**Exercise instructions:** Search the listing for the string "position". Copy every line that has it.

BEGIN

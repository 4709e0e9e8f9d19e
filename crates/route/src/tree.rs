use crate::point::RoutePoint;
use ortho_geom::{Blocks, Contains, MinDist, NearestTo};

use std::collections::HashMap;
use std::fmt;

/// Role of a node in the routing tree.
#[derive(Copy, Clone, Debug, PartialEq, Eq, Hash)]
pub enum NodeKind {
    /// The root of the net.
    Source,
    /// An auxiliary branch point inserted to shorten wires.
    Steiner,
    /// A pin that must be connected.
    Terminal,
}

impl fmt::Display for NodeKind {
    fn fmt(&self, f: &mut fmt::Formatter<'_>) -> fmt::Result {
        match self {
            NodeKind::Source => write!(f, "Source"),
            NodeKind::Steiner => write!(f, "Steiner"),
            NodeKind::Terminal => write!(f, "Terminal"),
        }
    }
}

/// Handle to a node of a [`RoutingTree`].
#[derive(Copy, Clone, Debug, PartialEq, Eq, Hash)]
pub struct NodeId(pub u32);

impl NodeId {
    #[inline]
    pub fn to_usize(self) -> usize {
        self.0 as usize
    }
}

/// One node of the routing tree.
///
/// Nodes are owned by the tree's arena; `children` and `parent` are
/// handles into it, the parent handle being non-owning.
#[derive(Clone, Debug, PartialEq)]
pub struct RoutingNode<P> {
    pub name: String,
    pub kind: NodeKind,
    pub position: P,
    pub children: Vec<NodeId>,
    pub parent: Option<NodeId>,
    /// Wire length from the source along the tree, recorded at
    /// insertion time.
    pub path_length: i32,
}

impl<P> RoutingNode<P> {
    fn new(name: String, kind: NodeKind, position: P) -> Self {
        RoutingNode {
            name,
            kind,
            position,
            children: Vec::new(),
            parent: None,
            path_length: 0,
        }
    }
}

/// Errors reported by the routing-tree operations.
#[derive(Clone, Debug, PartialEq, Eq)]
pub enum RouteError {
    /// A node name did not resolve.
    NodeNotFound(String),
    /// A parent name did not resolve.
    ParentNotFound(String),
    /// Branch insertion asked for an edge that is not parent-to-child.
    NotAChild { parent: String, child: String },
}

impl fmt::Display for RouteError {
    fn fmt(&self, f: &mut fmt::Formatter<'_>) -> fmt::Result {
        match self {
            RouteError::NodeNotFound(name) => write!(f, "node {} not found", name),
            RouteError::ParentNotFound(name) => write!(f, "parent node {} not found", name),
            RouteError::NotAChild { parent, child } => {
                write!(f, "{} is not a direct child of {}", child, parent)
            }
        }
    }
}

impl std::error::Error for RouteError {}

/// Candidate insertion site produced by the edge search: the edge
/// `parent -> child` to split, or an existing node when `parent` is
/// `None`.
struct Candidate {
    parent: Option<NodeId>,
    nearest: NodeId,
    min_distance: i32,
}

/// A Steiner routing tree over a fixed source.
///
/// The tree owns every node; nodes stay addressable by name. All
/// mutation goes through the owning tree handle, so a failed insertion
/// never leaves a partially linked node behind.
pub struct RoutingTree<P: RoutePoint> {
    nodes: Vec<RoutingNode<P>>,
    index: HashMap<String, NodeId>,
    next_steiner: u32,
    next_terminal: u32,
}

END

**Completed exercise:**
    pub position: P,
    fn new(name: String, kind: NodeKind, position: P) -> Self {
            position,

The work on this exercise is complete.